» **Exercise objective**: Check each line below for "every" and give the count of those that have it, nothing else.

» **Recorded data**:

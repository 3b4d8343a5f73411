use std::env;
use std::time::Duration;

use crate::error::{AppError, Result};

/// Connection settings for one external system (CRM or ERP).
#[derive(Debug, Clone)]
pub struct ExternalSystemConfig {
    /// Base URL of the source's REST API
    pub base_url: String,

    /// Bearer token sent with every request
    pub api_token: Option<String>,
}

/// Settings for the hosted recommendation scorer.
#[derive(Debug, Clone)]
pub struct ScoringConfig {
    pub api_url: String,
    pub api_token: Option<String>,
}

/// Process configuration, read once from the environment and passed by value
/// into each component constructor.
#[derive(Debug, Clone)]
pub struct Config {
    /// Postgres connection string; the in-memory store is used when unset
    pub database_url: Option<String>,

    pub database_max_connections: u32,

    pub server_host: String,

    pub server_port: u16,

    /// Existing records are only rewritten by a non-forced sync once older than this
    pub sync_stale_after: chrono::Duration,

    /// Upper bound applied to every external-system call
    pub external_timeout: Duration,

    pub crm: Option<ExternalSystemConfig>,

    pub erp: Option<ExternalSystemConfig>,

    pub scoring: Option<ScoringConfig>,

    pub worker_poll_interval: Duration,
}

impl Default for Config {
    fn default() -> Self {
        Self {
            database_url: None,
            database_max_connections: 10,
            server_host: "0.0.0.0".to_string(),
            server_port: 3000,
            sync_stale_after: chrono::Duration::hours(24),
            external_timeout: Duration::from_secs(30),
            crm: None,
            erp: None,
            scoring: None,
            worker_poll_interval: Duration::from_secs(3600),
        }
    }
}

impl Config {
    /// Builds the configuration from process environment variables.
    ///
    /// Call `dotenv().ok()` beforehand to pick up a local `.env` file.
    ///
    /// # Errors
    ///
    /// Returns a configuration error when a numeric variable does not parse.
    pub fn from_env() -> Result<Self> {
        let defaults = Config::default();

        let sync_stale_hours: i64 = parse_var("SYNC_STALE_AFTER_HOURS", 24)?;
        let timeout_secs: u64 = parse_var("EXTERNAL_TIMEOUT_SECONDS", 30)?;
        let poll_secs: u64 = parse_var("WORKER_POLL_INTERVAL_SECONDS", 3600)?;

        Ok(Self {
            database_url: optional_var("DATABASE_URL"),
            database_max_connections: parse_var(
                "DATABASE_MAX_CONNECTIONS",
                defaults.database_max_connections,
            )?,
            server_host: optional_var("SERVER_HOST").unwrap_or(defaults.server_host),
            server_port: parse_var("SERVER_PORT", defaults.server_port)?,
            sync_stale_after: chrono::Duration::hours(sync_stale_hours),
            external_timeout: Duration::from_secs(timeout_secs),
            crm: optional_var("CRM_BASE_URL").map(|base_url| ExternalSystemConfig {
                base_url,
                api_token: optional_var("CRM_API_TOKEN"),
            }),
            erp: optional_var("ERP_BASE_URL").map(|base_url| ExternalSystemConfig {
                base_url,
                api_token: optional_var("ERP_API_TOKEN"),
            }),
            scoring: optional_var("SCORING_API_URL").map(|api_url| ScoringConfig {
                api_url,
                api_token: optional_var("SCORING_API_TOKEN"),
            }),
            worker_poll_interval: Duration::from_secs(poll_secs),
        })
    }

    pub fn bind_address(&self) -> String {
        format!("{}:{}", self.server_host, self.server_port)
    }
}

fn optional_var(key: &str) -> Option<String> {
    env::var(key).ok().filter(|v| !v.trim().is_empty())
}

fn parse_var<T: std::str::FromStr>(key: &str, default: T) -> Result<T> {
    match optional_var(key) {
        Some(raw) => raw
            .trim()
            .parse::<T>()
            .map_err(|_| AppError::configuration(format!("Invalid {}: {}", key, raw))),
        None => Ok(default),
    }
}

#[cfg(test)]
mod tests {
    use super::*;

    #[test]
    fn test_defaults() {
        let config = Config::default();
        assert_eq!(config.sync_stale_after, chrono::Duration::hours(24));
        assert_eq!(config.bind_address(), "0.0.0.0:3000");
        assert!(config.crm.is_none());
    }

    #[test]
    fn test_parse_var_rejects_garbage() {
        env::set_var("COLLECTPILOT_TEST_PORT", "not-a-port");
        let parsed: Result<u16> = parse_var("COLLECTPILOT_TEST_PORT", 3000);
        assert!(matches!(parsed, Err(AppError::Configuration { .. })));
        env::remove_var("COLLECTPILOT_TEST_PORT");
    }

    #[test]
    fn test_parse_var_falls_back_when_unset() {
        let parsed: u64 = parse_var("COLLECTPILOT_TEST_UNSET_VAR", 42).unwrap();
        assert_eq!(parsed, 42);
    }
}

» **Result of the task**: 2